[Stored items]

"""

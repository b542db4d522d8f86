//! Homepage fetching for technology detection.

use std::collections::HashMap;
use std::sync::Arc;

use reqwest::header::HeaderMap;

use crate::config::MAX_RESPONSE_BODY_SIZE;
use crate::error_handling::{
    categorize_reqwest_error, LookupFailure, LookupOutcome, LookupSource,
};

/// A fetched page, reduced to what detection needs.
#[derive(Debug, Clone, Default)]
pub struct FetchedPage {
    pub status: u16,
    /// URL after redirects
    pub final_url: String,
    /// Lower-cased header names; repeated headers joined with ", "
    pub headers: HashMap<String, String>,
    /// Body, truncated to the size cap
    pub body: String,
}

impl FetchedPage {
    pub fn header(&self, name: &str) -> Option<&str> {
        self.headers.get(name).map(String::as_str)
    }
}

/// Fetches `https://<domain>/`, falling back to `http://<domain>/`.
#[derive(Debug, Clone)]
pub struct PageFetcher {
    client: Arc<reqwest::Client>,
    max_body_bytes: usize,
}

impl PageFetcher {
    pub fn new(client: Arc<reqwest::Client>) -> Self {
        Self {
            client,
            max_body_bytes: MAX_RESPONSE_BODY_SIZE,
        }
    }

    pub fn with_max_body_bytes(mut self, max_body_bytes: usize) -> Self {
        self.max_body_bytes = max_body_bytes;
        self
    }

    /// Any HTTP status is a successful fetch: error pages still carry the
    /// headers and markup detection looks at. Only a transport failure on
    /// both schemes is a failure.
    pub async fn fetch(&self, domain: &str) -> LookupOutcome<FetchedPage> {
        match self.fetch_url(&format!("https://{domain}/")).await {
            Ok(page) => Ok(page),
            Err(https_err) => {
                log::debug!("HTTPS fetch failed for {}: {}, trying HTTP", domain, https_err);
                self.fetch_url(&format!("http://{domain}/")).await
            }
        }
    }

    pub async fn fetch_url(&self, url: &str) -> LookupOutcome<FetchedPage> {
        let to_failure = |e: reqwest::Error| {
            LookupFailure::new(
                LookupSource::Technology,
                categorize_reqwest_error(&e),
                format!("{url}: {e}"),
            )
        };

        let mut response = self.client.get(url).send().await.map_err(to_failure)?;
        let status = response.status().as_u16();
        let final_url = response.url().to_string();
        let headers = flatten_headers(response.headers());

        let mut bytes: Vec<u8> = Vec::new();
        while let Some(chunk) = response.chunk().await.map_err(to_failure)? {
            let room = self.max_body_bytes.saturating_sub(bytes.len());
            if chunk.len() >= room {
                bytes.extend_from_slice(&chunk[..room]);
                log::debug!("Truncated body of {} at {} bytes", final_url, self.max_body_bytes);
                break;
            }
            bytes.extend_from_slice(&chunk);
        }

        Ok(FetchedPage {
            status,
            final_url,
            headers,
            body: String::from_utf8_lossy(&bytes).into_owned(),
        })
    }
}

fn flatten_headers(headers: &HeaderMap) -> HashMap<String, String> {
    let mut flat: HashMap<String, String> = HashMap::new();
    for (name, value) in headers {
        let Ok(value) = value.to_str() else { continue };
        flat.entry(name.as_str().to_lowercase())
            .and_modify(|existing| {
                existing.push_str(", ");
                existing.push_str(value);
            })
            .or_insert_with(|| value.to_string());
    }
    flat
}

"""

• _What the task requires_:
Each line that contains the string "FetchedPage" counts once; report how many such lines the entries have, giving only the number.

• _Task solution_:
5